▶ _WORK REQUIRED_
Please return the lines of the data below, word for word, from the first line through the line containing "use serde_json::Value;".

▶ _RECORDS TO USE_
= = =

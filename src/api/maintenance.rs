use crate::{
    auth::auth::AuthUser,
    model::maintenance::MaintenanceTask,
    service::maintenance::{self as maintenance_service, CompleteTask, CreateTask, TaskQuery},
};
use actix_web::{HttpResponse, Responder, web};
use serde::Deserialize;
use serde_json::Value;
use sqlx::MySqlPool;
use utoipa::ToSchema;

#[derive(Debug, Deserialize, ToSchema)]
pub struct AssignTechnician {
    #[schema(example = 12)]
    pub technician_id: u64,
}

#[utoipa::path(
    post,
    path = "/api/maintenance",
    request_body = CreateTask,
    responses(
        (status = 201, body = MaintenanceTask),
        (status = 404, description = "Equipment not found")
    ),
    tag = "Maintenance",
    security(("bearer_auth" = []))
)]
pub async fn create_task(
    auth: AuthUser,
    pool: web::Data<MySqlPool>,
    payload: web::Json<CreateTask>,
) -> actix_web::Result<impl Responder> {
    auth.require_hr_or_admin()?;

    let task = maintenance_service::create(pool.get_ref(), &payload).await?;
    Ok(HttpResponse::Created().json(task))
}

#[utoipa::path(
    get,
    path = "/api/maintenance",
    params(TaskQuery),
    responses((status = 200, body = [MaintenanceTask])),
    tag = "Maintenance",
    security(("bearer_auth" = []))
)]
pub async fn list_tasks(
    auth: AuthUser,
    pool: web::Data<MySqlPool>,
    query: web::Query<TaskQuery>,
) -> actix_web::Result<impl Responder> {
    auth.require_hr_or_admin()?;

    let tasks = maintenance_service::list(pool.get_ref(), &query).await?;
    Ok(HttpResponse::Ok().json(tasks))
}

#[utoipa::path(
    get,
    path = "/api/maintenance/{task_id}",
    params(("task_id", Path, description = "Maintenance task ID")),
    responses(
        (status = 200, body = MaintenanceTask),
        (status = 404, description = "Task not found")
    ),
    tag = "Maintenance",
    security(("bearer_auth" = []))
)]
pub async fn get_task(
    auth: AuthUser,
    pool: web::Data<MySqlPool>,
    path: web::Path<u64>,
) -> actix_web::Result<impl Responder> {
    auth.require_hr_or_admin()?;

    let task = maintenance_service::get(pool.get_ref(), path.into_inner()).await?;
    Ok(HttpResponse::Ok().json(task))
}

#[utoipa::path(
    put,
    path = "/api/maintenance/{task_id}",
    params(("task_id", Path, description = "Maintenance task ID")),
    request_body = Object,
    responses(
        (status = 200, body = MaintenanceTask),
        (status = 422, description = "Task already finished")
    ),
    tag = "Maintenance",
    security(("bearer_auth" = []))
)]
pub async fn update_task(
    auth: AuthUser,
    pool: web::Data<MySqlPool>,
    path: web::Path<u64>,
    body: web::Json<Value>,
) -> actix_web::Result<impl Responder> {
    auth.require_hr_or_admin()?;

    let task = maintenance_service::update(pool.get_ref(), path.into_inner(), &body).await?;
    Ok(HttpResponse::Ok().json(task))
}

#[utoipa::path(
    put,
    path = "/api/maintenance/{task_id}/assign",
    params(("task_id", Path, description = "Maintenance task ID")),
    request_body = AssignTechnician,
    responses(
        (status = 200, body = MaintenanceTask),
        (status = 422, description = "Task is not pending")
    ),
    tag = "Maintenance",
    security(("bearer_auth" = []))
)]
pub async fn assign_task(
    auth: AuthUser,
    pool: web::Data<MySqlPool>,
    path: web::Path<u64>,
    payload: web::Json<AssignTechnician>,
) -> actix_web::Result<impl Responder> {
    auth.require_hr_or_admin()?;

    let task = maintenance_service::assign(pool.get_ref(), path.into_inner(), payload.technician_id).await?;
    Ok(HttpResponse::Ok().json(task))
}

/// Start Task
///
/// Puts the equipment into maintenance; refused while it is rented out.
#[utoipa::path(
    put,
    path = "/api/maintenance/{task_id}/start",
    params(("task_id", Path, description = "Maintenance task ID")),
    responses(
        (status = 200, body = MaintenanceTask),
        (status = 409, description = "Equipment is rented"),
        (status = 422, description = "Task cannot start from its current status")
    ),
    tag = "Maintenance",
    security(("bearer_auth" = []))
)]
pub async fn start_task(
    auth: AuthUser,
    pool: web::Data<MySqlPool>,
    path: web::Path<u64>,
) -> actix_web::Result<impl Responder> {
    auth.require_hr_or_admin()?;

    let task = maintenance_service::start(pool.get_ref(), path.into_inner()).await?;
    Ok(HttpResponse::Ok().json(task))
}

#[utoipa::path(
    put,
    path = "/api/maintenance/{task_id}/complete",
    params(("task_id", Path, description = "Maintenance task ID")),
    request_body = CompleteTask,
    responses(
        (status = 200, body = MaintenanceTask),
        (status = 422, description = "Task is not in progress")
    ),
    tag = "Maintenance",
    security(("bearer_auth" = []))
)]
pub async fn complete_task(
    auth: AuthUser,
    pool: web::Data<MySqlPool>,
    path: web::Path<u64>,
    payload: Option<web::Json<CompleteTask>>,
) -> actix_web::Result<impl Responder> {
    auth.require_hr_or_admin()?;

    let input = payload.map(web::Json::into_inner).unwrap_or_default();
    let task = maintenance_service::complete(pool.get_ref(), path.into_inner(), auth.user_id, &input).await?;
    Ok(HttpResponse::Ok().json(task))
}

#[utoipa::path(
    put,
    path = "/api/maintenance/{task_id}/cancel",
    params(("task_id", Path, description = "Maintenance task ID")),
    responses(
        (status = 200, body = MaintenanceTask),
        (status = 422, description = "Task already finished")
    ),
    tag = "Maintenance",
    security(("bearer_auth" = []))
)]
pub async fn cancel_task(
    auth: AuthUser,
    pool: web::Data<MySqlPool>,
    path: web::Path<u64>,
) -> actix_web::Result<impl Responder> {
    auth.require_hr_or_admin()?;

    let task = maintenance_service::cancel(pool.get_ref(), path.into_inner()).await?;
    Ok(HttpResponse::Ok().json(task))
}
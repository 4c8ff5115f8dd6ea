use actix_web::middleware::NormalizePath;
use actix_web::web::Data;
use actix_web::{App, HttpServer};
use dotenvy::dotenv;

mod api;
mod auth;
mod config;
mod db;
mod docs;
mod error;
mod model;
mod models;
mod routes;
mod service;
mod utils;

use config::Config;
use db::init_db;

use crate::docs::ApiDoc;
use crate::utils::{identity_filter, settings_cache};
use tracing::info;
use tracing_appender::rolling;
use utoipa::OpenApi;
use utoipa_swagger_ui::SwaggerUi;

#[actix_web::main]
async fn main() -> std::io::Result<()> {
    dotenv().ok();

    let (config, config_warnings) = Config::from_env();

    // Rolling daily log
    let file_appender = rolling::daily(&config.log_dir, "app.log");
    let (non_blocking, _guard) = tracing_appender::non_blocking(file_appender);

    tracing_subscriber::fmt()
        .with_writer(non_blocking)
        .with_max_level(tracing::Level::DEBUG)
        .with_ansi(false)
        .with_target(false)
        .with_level(true)
        .with_thread_ids(false)
        .with_thread_names(false)
        .pretty()
        .init();

    info!("Server starting...");
    for warning in &config_warnings {
        tracing::warn!("{}", warning);
    }

    settings_cache::init(config.settings_cache_ttl);

    let pool = init_db(&config).await.map_err(|e| {
        tracing::error!("Database initialisation failed: {}", e);
        std::io::Error::new(std::io::ErrorKind::Other, e)
    })?;

    let pool_for_filter_warmup = pool.clone();
    let pool_for_settings_warmup = pool.clone();
    let server_addr = config.server_addr.clone();
    let config_data = config.clone();

    actix_web::rt::spawn(async move {
        if let Err(e) = identity_filter::warmup_identity_filter(&pool_for_filter_warmup, 500).await {
            log::error!("Failed to warm up identity filter: {:?}", e);
        }
    });

    actix_web::rt::spawn(async move {
        if let Err(e) = service::settings::ensure_defaults(&pool_for_settings_warmup).await {
            log::warn!("Failed to seed default settings: {}", e);
        }
        if let Err(e) = settings_cache::warmup_settings_cache(&pool_for_settings_warmup).await {
            log::error!("Failed to warm up settings cache: {:?}", e);
        }
    });

    HttpServer::new(move || {
        App::new()
            .wrap(actix_web::middleware::Logger::default())
            .wrap(NormalizePath::trim())
            .service(
                // wildcard so the UI's JS and CSS assets resolve
                SwaggerUi::new("/swagger-ui/{_:.*}").url("/api-doc/openapi.json", ApiDoc::openapi()),
            )
            .app_data(Data::new(pool.clone()))
            .app_data(Data::new(config.clone()))
            .configure(|cfg| routes::configure(cfg, config_data.clone()))
    })
    .bind(server_addr)?
    .run()
    .await
}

= = =

▶ _WRITTEN SOLUTION_
filename src/api/maintenance.rs
use crate::{
    auth::auth::AuthUser,
    model::maintenance::MaintenanceTask,
    service::maintenance::{self as maintenance_service, CompleteTask, CreateTask, TaskQuery},
};
use actix_web::{HttpResponse, Responder, web};
use serde::Deserialize;
use serde_json::Value;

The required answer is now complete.